Task goal | The lines from the start of the data through the line with "use crate::types::job::Job;" are to be returned verbatim; all later lines are to be omitted.

--- Exercise input ---

use std::collections::HashMap;
use std::future::Future;

use bytes::Bytes;
use rand::Rng;
use serde::Serialize;
use serde_yaml::{Mapping, Value};
use tokio_util::sync::CancellationToken;
use tracing::{debug, warn};

use crate::client::Client;
use crate::connection::PutOptions;
use crate::errors::{Error, Result};
use crate::types::job::Job;

/// Stats keys naming the server rather than counting its work. Summing
/// them across a cluster would be nonsense, so their distinct values are
/// collected instead.
const IDENTITY_KEYS: &[&str] = &["name", "version", "pid"];

/// A set of independent per-server connections presented as one client.
///
/// Producer operations go to one member picked uniformly at random;
/// tube-session and stats operations broadcast to every member; `peek`
/// walks members in configured order and stops at the first hit.
///
/// A member that suffers a transport fault is dropped, its address is
/// redialled, and the operation retried; a fresh member starts from
/// protocol defaults, so callers must reapply `use`/`watch` state after a
/// reconnect. A `Draining` refusal is retried in place without
/// reconnecting - callers wanting bounded latency should wrap pool calls
/// in their own deadline.
pub struct Pool {
    addrs: Vec<String>,
    members: HashMap<String, Client>,
}

impl Pool {
    /// Builds a pool over the given addresses and opens what it can.
    /// Unreachable servers are logged and skipped: partial availability
    /// beats failing the whole pool.
    pub async fn connect<I, S>(addrs: I) -> Self
    where
        I: IntoIterator<Item = S>,
        S: Into<String>,
    {
        let mut pool = Self {
            addrs: addrs.into_iter().map(Into::into).collect(),
            members: HashMap::new(),
        };
        pool.reconnect().await;
        pool
    }

    /// Dials every configured address not currently in the pool.
    /// Idempotent. Returns how many members are open afterwards.
    pub async fn reconnect(&mut self) -> usize {
        for addr in self.addrs.clone() {
            if self.members.contains_key(&addr) {
                continue;
            }

            match Client::connect(&addr).await {
                Ok(client) => {
                    debug!(addr, "pool member connected");
                    self.members.insert(addr, client);
                },
                Err(error) => warn!(addr, %error, "pool member unreachable"),
            }
        }

        self.members.len()
    }

    /// How many members are currently open.
    pub fn open_count(&self) -> usize {
        self.members.len()
    }

    /// The configured addresses, connected or not.
    pub fn addrs(&self) -> &[String] {
        &self.addrs
    }

    /// Enqueues a job via one randomly chosen member.
    pub async fn put(
        &mut self,
        body: impl Into<Bytes>,
        opts: PutOptions,
    ) -> Result<u64> {
        let body = body.into();
        self.dispatch(move |c| {
            let body = body.clone();
            async move { c.put(body, opts).await }
        })
        .await
    }

    /// Serialises `value` through the codec and puts the result.
    pub async fn put_encoded<S: Serialize>(
        &mut self,
        value: &S,
        opts: PutOptions,
    ) -> Result<u64> {
        let body = serde_yaml::to_string(value)?;
        self.put(body.into_bytes(), opts).await
    }

    /// Blocks on one randomly chosen member until it yields a job.
    pub async fn reserve(&mut self) -> Result<Job> {
        self.dispatch(|c| async move { c.reserve().await }).await
    }

    /// As `reserve`, abandoning the wait when `cancel` fires.
    pub async fn reserve_with(
        &mut self,
        cancel: &CancellationToken,
    ) -> Result<Job> {
        self.dispatch(move |c| {
            let cancel = cancel.clone();
            async move { c.reserve_with(&cancel).await }
        })
        .await
    }

    /// Walks members in configured order and returns the first ready job
    /// found; members after the hit are not contacted.
    pub async fn peek(&mut self) -> Result<Option<Job>> {
        for client in self.snapshot() {
            let found = self
                .attempt_entry(client, &|c: Client| async move {
                    c.peek().await
                })
                .await?;

            if let Some(Some(job)) = found {
                return Ok(Some(job));
            }
        }

        Ok(None)
    }

    /// Asks every member for the job, keyed by address. Servers that don't
    /// know the ID are left out of the result.
    pub async fn peek_job(&mut self, id: u64) -> Result<HashMap<String, Job>> {
        let per_server = self
            .broadcast(move |c| async move { c.peek_job(id).await })
            .await?;

        Ok(per_server
            .into_iter()
            .filter_map(|(addr, found)| found.map(|job| (addr, job)))
            .collect())
    }

    /// Selects the put tube on every member, keyed by address.
    pub async fn use_tube(
        &mut self,
        tube: &str,
    ) -> Result<HashMap<String, String>> {
        let tube = tube.to_owned();
        self.broadcast(move |c| {
            let tube = tube.clone();
            async move { c.use_tube(&tube).await }
        })
        .await
    }

    /// Watches the tube on every member; values are each member's watch
    /// count.
    pub async fn watch(&mut self, tube: &str) -> Result<HashMap<String, u32>> {
        let tube = tube.to_owned();
        self.broadcast(move |c| {
            let tube = tube.clone();
            async move { c.watch(&tube).await }
        })
        .await
    }

    /// Ignores the tube on every member.
    pub async fn ignore(&mut self, tube: &str) -> Result<HashMap<String, u32>> {
        let tube = tube.to_owned();
        self.broadcast(move |c| {
            let tube = tube.clone();
            async move { c.ignore(&tube).await }
        })
        .await
    }

    /// Per-server statistics, keyed by address, unmerged.
    pub async fn raw_stats(&mut self) -> Result<HashMap<String, Mapping>> {
        self.broadcast(|c| async move { c.stats().await }).await
    }

    /// Cluster-wide statistics: per-server documents merged key by key, in
    /// configured-address order.
    pub async fn stats(&mut self) -> Result<Mapping> {
        let raw = self.raw_stats().await?;
        Ok(merge_stats(self.ordered_docs(raw)))
    }

    /// Cluster-wide statistics for one tube.
    pub async fn tube_stats(&mut self, tube: &str) -> Result<Mapping> {
        let tube = tube.to_owned();
        let per_server = self
            .broadcast(move |c| {
                let tube = tube.clone();
                async move { c.tube_stats(&tube).await }
            })
            .await?;

        Ok(merge_stats(self.ordered_docs(per_server)))
    }

    /// Reorders a broadcast result into configured-address order, so
    /// collected sequences in a merge come out in a stable order.
    fn ordered_docs(
        &self,
        mut per_server: HashMap<String, Mapping>,
    ) -> Vec<Mapping> {
        self.addrs
            .iter()
            .filter_map(|addr| per_server.remove(addr))
            .collect()
    }

    /// Tube listings per member, keyed by address.
    pub async fn list_tubes(
        &mut self,
    ) -> Result<HashMap<String, Vec<String>>> {
        self.broadcast(|c| async move { c.list_tubes().await }).await
    }

    /// The used tube per member, keyed by address.
    pub async fn list_tube_used(
        &mut self,
    ) -> Result<HashMap<String, String>> {
        self.broadcast(|c| async move { c.list_tube_used().await })
            .await
    }

    /// The watch list per member, keyed by address.
    pub async fn list_tubes_watched(
        &mut self,
        cached: bool,
    ) -> Result<HashMap<String, Vec<String>>> {
        self.broadcast(move |c| async move {
            c.list_tubes_watched(cached).await
        })
        .await
    }

    /// Members in configured-address order. Broadcasts work off this
    /// snapshot so one entry's reconnect can't change which siblings get
    /// dispatched to.
    fn snapshot(&self) -> Vec<Client> {
        self.addrs
            .iter()
            .filter_map(|addr| self.members.get(addr))
            .cloned()
            .collect()
    }

    fn pick(&self) -> Result<Client> {
        if self.members.is_empty() {
            return Err(Error::NotConnected);
        }

        let n = rand::thread_rng().gen_range(0..self.members.len());
        self.members
            .values()
            .nth(n)
            .cloned()
            .ok_or(Error::NotConnected)
    }

    fn remove(&mut self, addr: &str) {
        if self.members.remove(addr).is_some() {
            warn!(addr, "dropping failed pool member");
        }
    }

    /// Random dispatch with the recovery policy. Reselects a member after
    /// each transport fault; fails with `NotConnected` once no member is
    /// left and the addresses can't be redialled.
    async fn dispatch<R, F, Fut>(&mut self, op: F) -> Result<R>
    where
        F: Fn(Client) -> Fut,
        Fut: Future<Output = Result<R>>,
    {
        loop {
            let client = self.pick()?;

            if let Some(res) = self.attempt(&client, &op).await {
                return res;
            }
        }
    }

    /// Runs `op` against one member under the recovery policy: a draining
    /// refusal is retried in place, a transport fault drops the member and
    /// redials (returning `None` so the caller reselects), anything else
    /// is final.
    async fn attempt<R, F, Fut>(
        &mut self,
        client: &Client,
        op: &F,
    ) -> Option<Result<R>>
    where
        F: Fn(Client) -> Fut,
        Fut: Future<Output = Result<R>>,
    {
        loop {
            match op(client.clone()).await {
                Err(Error::Draining) => {
                    debug!(addr = client.addr(), "server draining, retrying");
                },
                Err(Error::ReserveCancelled) => {
                    // Caller-initiated: heal the pool but don't retry.
                    self.remove(client.addr());
                    self.reconnect().await;
                    return Some(Err(Error::ReserveCancelled));
                },
                Err(e) if e.is_transport_fault() => {
                    debug!(addr = client.addr(), error = %e, "member failed");
                    self.remove(client.addr());
                    self.reconnect().await;
                    return None;
                },
                other => return Some(other),
            }
        }
    }

    /// Broadcast-entry recovery: as `attempt`, but a dropped member is
    /// retried on its own redialled address, and the entry is skipped
    /// (`Ok(None)`) if that address couldn't be reopened.
    async fn attempt_entry<R, F, Fut>(
        &mut self,
        mut client: Client,
        op: &F,
    ) -> Result<Option<R>>
    where
        F: Fn(Client) -> Fut,
        Fut: Future<Output = Result<R>>,
    {
        loop {
            match self.attempt(&client, op).await {
                Some(Ok(r)) => return Ok(Some(r)),
                Some(Err(e)) => return Err(e),
                None => {
                    let addr = client.addr().to_owned();
                    match self.members.get(&addr) {
                        Some(fresh) => client = fresh.clone(),
                        None => return Ok(None),
                    }
                },
            }
        }
    }

    /// Runs `op` on every member in the snapshot, collecting results by
    /// address. Entries whose member is lost and can't be reopened are
    /// omitted; non-recoverable errors abort the broadcast.
    async fn broadcast<R, F, Fut>(
        &mut self,
        op: F,
    ) -> Result<HashMap<String, R>>
    where
        F: Fn(Client) -> Fut,
        Fut: Future<Output = Result<R>>,
    {
        let mut results = HashMap::new();

        for client in self.snapshot() {
            let addr = client.addr().to_owned();

            if let Some(r) = self.attempt_entry(client, &op).await? {
                results.insert(addr, r);
            }
        }

        Ok(results)
    }
}

/// Outer-join merge of per-server stats documents, keyed by field name.
/// Identity keys collect the distinct values seen; any other key adds
/// numerically. Keys present in a single document pass through unchanged.
fn merge_stats(docs: impl IntoIterator<Item = Mapping>) -> Mapping {
    let mut merged: Vec<(Value, Value)> = Vec::new();

    for doc in docs {
        for (key, value) in doc {
            let identity = is_identity(&key);

            match merged.iter().position(|(k, _)| *k == key) {
                Some(i) => combine(&mut merged[i].1, value, identity),
                None => {
                    let initial = if identity {
                        Value::Sequence(vec![value])
                    } else {
                        value
                    };
                    merged.push((key, initial));
                },
            }
        }
    }

    merged.into_iter().collect()
}

fn is_identity(key: &Value) -> bool {
    key.as_str().is_some_and(|k| IDENTITY_KEYS.contains(&k))
}

fn combine(slot: &mut Value, value: Value, identity: bool) {
    if identity {
        if let Value::Sequence(seen) = slot {
            if !seen.contains(&value) {
                seen.push(value);
            }
        }
        return;
    }

    *slot = add_values(slot, &value);
}

/// Numeric addition where both sides are numbers; anything else falls back
/// to collecting the distinct values, as for identity keys.
fn add_values(a: &Value, b: &Value) -> Value {
    if let (Some(x), Some(y)) = (a.as_u64(), b.as_u64()) {
        return Value::from(x.saturating_add(y));
    }

    if let (Some(x), Some(y)) = (a.as_f64(), b.as_f64()) {
        return Value::from(x + y);
    }

    if a == b {
        return a.clone();
    }

    // An earlier disagreement on this key already collected a sequence:
    // extend it rather than nesting sequences inside each other.
    if let Value::Sequence(seen) = a {
        let mut seen = seen.clone();
        if !seen.contains(b) {
            seen.push(b.clone());
        }
        return Value::Sequence(seen);
    }

    Value::Sequence(vec![a.clone(), b.clone()])
}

---

Task result |
use std::collections::HashMap;
use std::future::Future;

use bytes::Bytes;
use rand::Rng;
use serde::Serialize;
use serde_yaml::{Mapping, Value};
use tokio_util::sync::CancellationToken;
use tracing::{debug, warn};

use crate::client::Client;
use crate::connection::PutOptions;
use crate::errors::{Error, Result};
use crate::types::job::Job;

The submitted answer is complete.